We will still have stories the first two weeks of December, and then we'll be back on Tuesday, January 20, 2015, for the rest of the year.

Deal? Deal. And really looking forward to another year of wonderful micro-fiction. Thanks, again, to you all for supporting this endeavor.

Best,
Elizabeth + Rob

CAN'T YOU FEEL THE HEAT BETWEEN US — SAMANTHA MEMI

I drove fast. The tires burned. I felt sorry for the tires. Not for the engine, only the tires. The tires came from a tree, a tree that had been bled, my tires were made from the blood of a tree. What could my engine have to compare with that? The full moon glimmered on the wet black road. Red eyes glittered from the forest. Were they the eyes of trees angry at my burning tree blood because of my impatience and love of speed. Did my tires scream to the trees Help! We’re burning our way to Hell. And the trees rustle, and the foxes and owls plan their revenge on the girl in the red sports car who drove so fast it hurt her tires, made them screech and smoke. Were the owls and foxes, weasels and rats planning an attack? Would I turn a bend at 100 miles an hour and find across the road a tree with red eyes glaring and no time to brake. 
            I turned into a bend, tires screeching. In the road a body, tyre marks clear and matte, streaked in the wet; tires which had found their way to Hell. I swerved to avoid the body lying there, unmoving, dead. My tires slid along the road. I twisted the steering wheel hard, and harder, and scratched up the bank and hit a tree. The tree screamed. The car twisted up into the air and spun round, engine roaring, wheels spinning, tires cooling, and came down to earth and I was flung out through the windscreen and landed in the road, splayed, unmoving, dead.
            I lay there.
            Any time soon I would come round the corner and see me in the road and swerve and crash.


Samantha Memi lives in London where she bakes cakes and eats them. Her stories have been published in magazines and can be read at http://samanthamemi.weebly.com.

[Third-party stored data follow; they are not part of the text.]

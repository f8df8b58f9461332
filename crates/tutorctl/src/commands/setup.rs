//! Interactive first-run setup.

use anyhow::Result;
use console::Term;
use std::path::PathBuf;
use tutor_common::config::{
    ConfigManager, AVAILABLE_MODELS, EXPERIENCE_LEVELS, FOCUS_AREAS, QUESTION_STYLES,
};

use crate::ui;

pub fn run(config_dir: Option<PathBuf>) -> Result<()> {
    let term = Term::stdout();
    ui::banner(&term, "Welcome to Code Tutor!")?;

    let mut manager = ConfigManager::new(config_dir);
    manager.load()?;

    if manager.is_configured() {
        ui::warn(&term, "Existing configuration found.")?;
        if !ui::confirm(&term, "Do you want to reconfigure?", false)? {
            ui::success(&term, "Setup cancelled. Using existing configuration.")?;
            return Ok(());
        }
    }

    // API key
    ui::section(&term, "Step 1: Anthropic API Key")?;
    ui::dim(
        &term,
        "Get your API key from: https://console.anthropic.com/settings/keys",
    )?;
    if manager.is_api_key_from_env() {
        ui::dim(
            &term,
            "An API key is already set via environment variable; it takes precedence.",
        )?;
    }

    if manager.can_modify_api_key() {
        let current = manager.config().api_key.clone();
        let prompt = if current.is_empty() {
            "API Key:"
        } else {
            "API Key (press Enter to keep current):"
        };
        let entered = ui::ask_secret(&term, prompt)?;
        let api_key = if entered.is_empty() { current } else { entered };
        if api_key.is_empty() && !manager.is_api_key_from_env() {
            ui::error(&term, "API key is required. Setup cancelled.")?;
            return Ok(());
        }
        manager.config_mut().api_key = api_key;
    } else {
        ui::dim(&term, "The API key is locked by the system configuration.")?;
    }

    // Model
    term.write_line("")?;
    ui::section(&term, "Step 2: Claude Model")?;
    ui::dim(&term, "Choose which Claude model to use for code review.")?;
    let model_idx = ui::choose(&term, "Choose your model", AVAILABLE_MODELS, 1)?;
    manager.config_mut().model = AVAILABLE_MODELS[model_idx].to_string();

    // Experience level
    term.write_line("")?;
    ui::section(&term, "Step 3: Your Programming Experience")?;
    ui::dim(&term, "This helps tailor feedback to your skill level.")?;
    let level_idx = ui::choose(&term, "Choose your experience level", EXPERIENCE_LEVELS, 1)?;
    manager.config_mut().experience_level = EXPERIENCE_LEVELS[level_idx].to_string();

    // Question style
    term.write_line("")?;
    ui::section(&term, "Step 4: Preferred Question Style")?;
    let style_labels = [
        "Socratic - Guide you to discover insights through questions",
        "Direct - Ask straightforward, specific questions",
        "Exploratory - Open-ended questions about alternatives",
    ];
    let style_idx = ui::choose(&term, "Choose your question style", &style_labels, 0)?;
    manager.config_mut().preferences.question_style = QUESTION_STYLES[style_idx].to_string();

    // Focus areas
    term.write_line("")?;
    ui::section(&term, "Step 5: Focus Areas")?;
    ui::dim(&term, "Enter numbers separated by commas (e.g. 1,2,4)")?;
    for (i, area) in FOCUS_AREAS.iter().enumerate() {
        term.write_line(&format!("  {}. {area}", i + 1))?;
    }
    let focus_input = ui::ask_with_default(&term, "Choose focus areas", "1,2")?;
    let focus_areas = parse_focus_selection(&focus_input);
    manager.config_mut().preferences.focus_areas = focus_areas;

    manager.save()?;
    term.write_line("")?;
    ui::success(
        &term,
        &format!("Configuration saved to {}", manager.config_path().display()),
    )?;
    ui::info(
        &term,
        "You're all set! Run 'tutorctl review <file>' to start.",
    )?;
    Ok(())
}

/// Comma-separated 1-based indices into [`FOCUS_AREAS`]; invalid input
/// falls back to the defaults.
fn parse_focus_selection(input: &str) -> Vec<String> {
    let selected: Vec<String> = input
        .split(',')
        .filter_map(|part| part.trim().parse::<usize>().ok())
        .filter(|&n| n >= 1 && n <= FOCUS_AREAS.len())
        .map(|n| FOCUS_AREAS[n - 1].to_string())
        .collect();

    if selected.is_empty() {
        vec!["design".to_string(), "readability".to_string()]
    } else {
        selected
    }
}

#[cfg(test)]
mod tests {
    use super::*;

    #[test]
    fn test_focus_selection_parses_indices() {
        assert_eq!(parse_focus_selection("1,3"), ["design", "performance"]);
        assert_eq!(parse_focus_selection(" 2 , 6 "), ["readability", "documentation"]);
    }

    #[test]
    fn test_focus_selection_falls_back_on_garbage() {
        assert_eq!(parse_focus_selection("zero"), ["design", "readability"]);
        assert_eq!(parse_focus_selection("0,99"), ["design", "readability"]);
    }
}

THE SABBATH BRIDE — CHARLES BANE, JR.

"Let us turn", the rabbi said by rote, "and welcome the Sabbath Bride." Arnold  put the full weight of his right leg on his cane, and turned; his wife did not appear. It was no one's business if she was detained.
            He walked her, her elbow in his palm, to the corner diner. Better to know each other a little before going in to Radio City.  A boy came by and muttered, " dirty Jews," and Arnold wheeled and punched hard. The Slav fell, his mouth bloody. Arnold leaned over him. "Do you know me?" he asked. The boy nodded. "You know I live there, at 369 Walnut Street?"  Again a nod,  hand on swollen lips. "And you are Krzysztof, the baker's son," said Arnold, "and if you tell your father or brothers about this, I'll do it again. Do you understand?"
            Arnold turned and walked Miriam to their first date. They walked into the diner and found a table. He felt ashamed then. Quietly, Miriam said, "There's blood on your shirt."  He looked down and she disappeared.
            Alone, he cursed, and then cursed again. "Why did you have to behave like that?  Scare off that pretty girl?"
            Miriam slid into the chair opposite him, napkins wetted in the restroom. "Lean forward," she said.
            Arnold painfully turned again in the sanctuary, and faced the front.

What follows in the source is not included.